Insisto, el film que ha escrito Albiac cincuenta años después del terremoto de mayo, recuerda tanto una novela de John LeCarré como «La infancia recuperada», de Savater; en ambas obras hay tristeza y numerosos primeros planos de nuestros amores y desconciertos. El de Gabriel es un ensayo -un filme- tanto de sugerencias como de imágenes fijas, algunas recordadas, otras, las mejores, aprendidas. Albiac, no es ningún secreto, es un poeta muy en la línea de María Zambrano. Los dos, él y María, nos hablan de la dichosa Realidad con libertad de la buena. Los poetas ponderados y los poetas filósofos, renuevan nuestra intimidad, pero más aún nuestra espiritualidad. Eso fue un poco también lo que pretendieron los agitadores del mayo francés.
Veteranos del mirar
Sigo con Albiac. Su prosa visual, que saca a pasear por un París encendido con la naturalidad con que filma McCarey, rebosa luz y decepción. Atesora aquella mirada de pensamiento largo de Sinuhé, el médico egipcio. Las palabras de Gabi no parecen haber sido tecleadas sino punzadas en arcilla, o sea muchas pirámides antes de los presocráticos, y tienen el mismo fulgor que las de Hawks y Ford. No hace falta montar ningún curso en la Menéndez Pelayo para difundir cuánto influyó el cine en nuestros grandes pensadores desde el CinemaScope hacia acá. Ahí están Julián Marías, Agapito Maestre, Eugenio Trías, Savater y el propio Albiac, todos ellos veteranos «nouvelle vague» de la reflexión, del mirar.
Hoy, me parece que la mayoría de aquellos rebeldes con causa que buscaban las playas bajo los adoquines, también fueron rebeldes con clase. Enamorados de la Revolución, nos dejaron un puñado de hermosas frases, nada que ver con las de las galletitas de la suerte -«Se prohíbe prohibir», «La imaginación al poder», «Sed realistas, pedid lo imposible»…-, frases que se han convertido en Mitologías, como el primitivo «I+D» (Imaginación más Diversión).
De sueño a pesadilla
En el libro de Albiac no hay que buscar, lo encontramos todo. Desde cómo se gestó la leyenda de un fracaso, hasta como el hechicero De Gaulle transformó los sueños en pesadillas. Cine de autor el de Albiac, porque él, sí, él fue un testigo de excepción del acontecimiento, y, además, desde las barricadas. Cine preciso, personal, como su prosa, llena de curiosidad, nunca dogmática. Un filme (y un libro) que siempre va hacia delante, hacia el horizonte, hacia donde caminan los héroes de los «westerns», sin detenerse más que lo justo en una mirada, en un inserto, en un adjetivo, acariciando los detalles, como Nabokov o Murnau.

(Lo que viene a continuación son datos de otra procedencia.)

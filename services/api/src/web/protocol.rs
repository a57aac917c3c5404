//! services/api/src/web/protocol.rs
//!
//! Defines the JSON shapes exchanged with the client. Every successful response is
//! wrapped in `{ "success": true, "data": ... }`, every failure in
//! `{ "success": false, "error": "..." }`.

use chrono::NaiveDate;
use meal_planner_core::domain::{
    AnalyticsResult, DailyMealCount, DailyNutrition, DailyTargets, DishPopularity,
    IngredientItem, NutritionAnalytics, NutritionGoals, NutritionProgress, ProgressSummary,
    RecommendedDish, Recommendations, ShoppingList,
};
use serde::{Deserialize, Serialize};
use std::collections::BTreeMap;
use utoipa::{IntoParams, ToSchema};
use uuid::Uuid;

//=========================================================================================
// Envelopes
//=========================================================================================

#[derive(Serialize, ToSchema)]
pub struct ApiResponse<T> {
    pub success: bool,
    pub data: T,
}

impl<T> ApiResponse<T> {
    pub fn ok(data: T) -> Self {
        Self {
            success: true,
            data,
        }
    }
}

#[derive(Serialize, Deserialize, ToSchema, Debug)]
pub struct ErrorResponse {
    pub success: bool,
    pub error: String,
}

impl ErrorResponse {
    pub fn new(error: impl Into<String>) -> Self {
        Self {
            success: false,
            error: error.into(),
        }
    }
}

//=========================================================================================
// Query Parameters
//=========================================================================================
// Raw strings so that the handlers decide how malformed values are treated.
//=========================================================================================

#[derive(Deserialize, IntoParams, Debug, Default)]
#[into_params(parameter_in = Query)]
pub struct PeriodQuery {
    /// Number of days to look back over.
    pub period: Option<String>,
}

#[derive(Deserialize, IntoParams, Debug, Default)]
#[serde(rename_all = "camelCase")]
#[into_params(parameter_in = Query, rename_all = "camelCase")]
pub struct ShoppingListQuery {
    /// First day, `YYYY-MM-DD`.
    pub start_date: Option<String>,
    /// Last day, `YYYY-MM-DD`.
    pub end_date: Option<String>,
}

#[derive(Deserialize, IntoParams, Debug, Default)]
#[serde(rename_all = "camelCase")]
#[into_params(parameter_in = Query, rename_all = "camelCase")]
pub struct RecommendationsQuery {
    /// One of `breakfast`, `lunch`, `dinner`, `snack`.
    pub meal_type: Option<String>,
    /// Target day, `YYYY-MM-DD`.
    pub date: Option<String>,
}

//=========================================================================================
// Analytics
//=========================================================================================

#[derive(Serialize, ToSchema)]
#[serde(rename_all = "camelCase")]
pub struct AnalyticsResponse {
    pub total_meals: usize,
    pub avg_calories_per_day: f64,
    pub meal_type_distribution: BTreeMap<String, usize>,
    pub cuisine_distribution: BTreeMap<String, usize>,
    pub top_dishes: Vec<DishPopularityDto>,
    pub nutrition_summary: NutritionAnalyticsDto,
    pub weekly_trend: Vec<DailyMealCountDto>,
    pub period: u32,
}

#[derive(Serialize, ToSchema)]
#[serde(rename_all = "camelCase")]
pub struct DishPopularityDto {
    pub dish_id: Uuid,
    pub dish_name: String,
    pub count: usize,
    pub calories: i32,
    pub cuisine: String,
}

#[derive(Serialize, ToSchema)]
#[serde(rename_all = "camelCase")]
pub struct NutritionAnalyticsDto {
    pub total_calories: i64,
    pub avg_calories: f64,
    pub total_protein: i64,
    pub total_carbs: i64,
    pub total_fat: i64,
    pub total_fiber: i64,
    pub avg_protein: f64,
    pub avg_carbs: f64,
    pub avg_fat: f64,
}

#[derive(Serialize, ToSchema)]
#[serde(rename_all = "camelCase")]
pub struct DailyMealCountDto {
    pub date: NaiveDate,
    pub meal_count: usize,
    pub calories: i64,
}

impl From<AnalyticsResult> for AnalyticsResponse {
    fn from(r: AnalyticsResult) -> Self {
        Self {
            total_meals: r.total_meals,
            avg_calories_per_day: r.avg_calories_per_day,
            meal_type_distribution: r.meal_type_distribution,
            cuisine_distribution: r.cuisine_distribution,
            top_dishes: r.top_dishes.into_iter().map(Into::into).collect(),
            nutrition_summary: r.nutrition_summary.into(),
            weekly_trend: r.weekly_trend.into_iter().map(Into::into).collect(),
            period: r.period,
        }
    }
}

impl From<DishPopularity> for DishPopularityDto {
    fn from(d: DishPopularity) -> Self {
        Self {
            dish_id: d.dish_id,
            dish_name: d.dish_name,
            count: d.count,
            calories: d.calories,
            cuisine: d.cuisine,
        }
    }
}

impl From<NutritionAnalytics> for NutritionAnalyticsDto {
    fn from(n: NutritionAnalytics) -> Self {
        Self {
            total_calories: n.total_calories,
            avg_calories: n.avg_calories,
            total_protein: n.total_protein,
            total_carbs: n.total_carbs,
            total_fat: n.total_fat,
            total_fiber: n.total_fiber,
            avg_protein: n.avg_protein,
            avg_carbs: n.avg_carbs,
            avg_fat: n.avg_fat,
        }
    }
}

impl From<DailyMealCount> for DailyMealCountDto {
    fn from(d: DailyMealCount) -> Self {
        Self {
            date: d.date,
            meal_count: d.meal_count,
            calories: d.calories,
        }
    }
}

//=========================================================================================
// Nutrition Progress and Goals
//=========================================================================================

#[derive(Serialize, ToSchema)]
#[serde(rename_all = "camelCase")]
pub struct NutritionProgressResponse {
    pub period: u32,
    pub progress: Vec<DailyNutritionDto>,
    pub goals: NutritionGoalsDto,
    pub summary: ProgressSummaryDto,
}

#[derive(Serialize, ToSchema)]
#[serde(rename_all = "camelCase")]
pub struct DailyNutritionDto {
    pub date: NaiveDate,
    pub calories: i64,
    pub protein: i64,
    pub carbs: i64,
    pub fat: i64,
    pub fiber: i64,
    pub sodium: i64,
    pub meal_count: usize,
}

#[derive(Serialize, ToSchema)]
#[serde(rename_all = "camelCase")]
pub struct ProgressSummaryDto {
    pub avg_calories: f64,
    pub avg_protein: f64,
    pub avg_carbs: f64,
    pub avg_fat: f64,
    pub avg_fiber: f64,
    pub total_days: usize,
    pub calorie_goal_met: usize,
    pub protein_goal_met: usize,
    pub goal_percentage: f64,
}

/// Resolved daily targets; unset goals already carry their defaults.
#[derive(Serialize, ToSchema)]
#[serde(rename_all = "camelCase")]
pub struct NutritionGoalsDto {
    pub daily_calories: i32,
    pub protein: i32,
    pub carbs: i32,
    pub fat: i32,
    pub fiber: i32,
    pub sodium: i32,
}

/// New goals. Zero or an omitted field means "use the default".
#[derive(Deserialize, ToSchema, Debug, Default)]
#[serde(rename_all = "camelCase", default)]
pub struct NutritionGoalsRequest {
    pub daily_calories: i32,
    pub daily_protein: i32,
    pub daily_carbs: i32,
    pub daily_fat: i32,
    pub daily_fiber: i32,
    pub daily_sodium: i32,
}

impl NutritionGoalsRequest {
    /// Name of the first negative field, if any.
    pub fn first_negative(&self) -> Option<&'static str> {
        [
            ("dailyCalories", self.daily_calories),
            ("dailyProtein", self.daily_protein),
            ("dailyCarbs", self.daily_carbs),
            ("dailyFat", self.daily_fat),
            ("dailyFiber", self.daily_fiber),
            ("dailySodium", self.daily_sodium),
        ]
        .into_iter()
        .find(|(_, v)| *v < 0)
        .map(|(name, _)| name)
    }

    pub fn to_goals(&self) -> NutritionGoals {
        NutritionGoals::from_zero_sentinel(
            self.daily_calories,
            self.daily_protein,
            self.daily_carbs,
            self.daily_fat,
            self.daily_fiber,
            self.daily_sodium,
        )
    }
}

impl From<NutritionProgress> for NutritionProgressResponse {
    fn from(p: NutritionProgress) -> Self {
        Self {
            period: p.period,
            progress: p.progress.into_iter().map(Into::into).collect(),
            goals: p.goals.into(),
            summary: p.summary.into(),
        }
    }
}

impl From<DailyNutrition> for DailyNutritionDto {
    fn from(d: DailyNutrition) -> Self {
        Self {
            date: d.date,
            calories: d.calories,
            protein: d.protein,
            carbs: d.carbs,
            fat: d.fat,
            fiber: d.fiber,
            sodium: d.sodium,
            meal_count: d.meal_count,
        }
    }
}

impl From<ProgressSummary> for ProgressSummaryDto {
    fn from(s: ProgressSummary) -> Self {
        Self {
            avg_calories: s.avg_calories,
            avg_protein: s.avg_protein,
            avg_carbs: s.avg_carbs,
            avg_fat: s.avg_fat,
            avg_fiber: s.avg_fiber,
            total_days: s.total_days,
            calorie_goal_met: s.calorie_goal_met,
            protein_goal_met: s.protein_goal_met,
            goal_percentage: s.goal_percentage,
        }
    }
}

impl From<DailyTargets> for NutritionGoalsDto {
    fn from(t: DailyTargets) -> Self {
        Self {
            daily_calories: t.daily_calories,
            protein: t.protein,
            carbs: t.carbs,
            fat: t.fat,
            fiber: t.fiber,
            sodium: t.sodium,
        }
    }
}

//=========================================================================================
// Shopping List
//=========================================================================================

#[derive(Serialize, ToSchema)]
#[serde(rename_all = "camelCase")]
pub struct ShoppingListResponse {
    pub ingredients: Vec<IngredientItemDto>,
    pub total_items: usize,
    pub date_range: String,
}

#[derive(Serialize, ToSchema)]
#[serde(rename_all = "camelCase")]
pub struct IngredientItemDto {
    pub name: String,
    pub quantity: String,
    pub category: String,
    /// Number of meals that use this ingredient.
    pub count: usize,
}

impl From<ShoppingList> for ShoppingListResponse {
    fn from(l: ShoppingList) -> Self {
        Self {
            ingredients: l.ingredients.into_iter().map(Into::into).collect(),
            total_items: l.total_items,
            date_range: l.date_range,
        }
    }
}

impl From<IngredientItem> for IngredientItemDto {
    fn from(i: IngredientItem) -> Self {
        Self {
            name: i.name,
            quantity: i.quantity,
            category: i.category.as_str().to_string(),
            count: i.count,
        }
    }
}

//=========================================================================================
// Recommendations
//=========================================================================================

#[derive(Serialize, ToSchema)]
#[serde(rename_all = "camelCase")]
pub struct RecommendationsResponse {
    pub recommendations: Vec<RecommendedDishDto>,
    pub reason: String,
}

#[derive(Serialize, ToSchema)]
#[serde(rename_all = "camelCase")]
pub struct RecommendedDishDto {
    pub dish_id: Uuid,
    pub dish_name: String,
    pub cuisine: String,
    pub calories: i32,
    pub score: f64,
    pub reason: String,
    pub image: String,
    pub prep_time: i32,
    pub difficulty: String,
}

impl From<Recommendations> for RecommendationsResponse {
    fn from(r: Recommendations) -> Self {
        Self {
            recommendations: r.recommendations.into_iter().map(Into::into).collect(),
            reason: r.reason,
        }
    }
}

impl From<RecommendedDish> for RecommendedDishDto {
    fn from(d: RecommendedDish) -> Self {
        Self {
            dish_id: d.dish_id,
            dish_name: d.dish_name,
            cuisine: d.cuisine,
            calories: d.calories,
            score: d.score,
            reason: d.reason,
            image: d.image,
            prep_time: d.prep_time,
            difficulty: d.difficulty,
        }
    }
}

//=========================================================================================
// Health
//=========================================================================================

#[derive(Serialize, ToSchema)]
pub struct HealthResponse {
    pub status: String,
    pub version: String,
}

En «Mayo del 68» (que Albiac ha escrito a los 68), podemos comprobar de verdad cómo arrancó la era de la Contestación y del «Compromiso», el drama que supuso el fin de la canción-protesta, y, bendita sorpresa, fuimos testigos de cómo el Mensaje se quedó en Recado. Lo peor fue que en agosto del mismo 68, entraron los tanques soviéticos en Praga por la amplia avenida de San Wenceslao. Y yo dejé de comprar «Cahiers de Cinéma» al comprobar, no que se había transformado en una revista pro-china, sino que ya no querían ni a Nicholas Ray ni a Billy Wilder.
[Gabriel: tu libro, tu filme, es más que un éxito, es una victoria. Te confieso que muchas páginas las he leído -y visto- mientas escuchaba cantar a Yves Montand «Las hojas muertas», de Jacques Prévert, y que me habría gustado comprarlo en alguno de los quioscos que rodeaban la «Gare» de Austerlitz, pero, quién sabe, igual dentro de unos años, otro mayo con los cielos de Maigret encapotando el Sena, me lo ofrece algún «buquinista» de la orilla izquierda].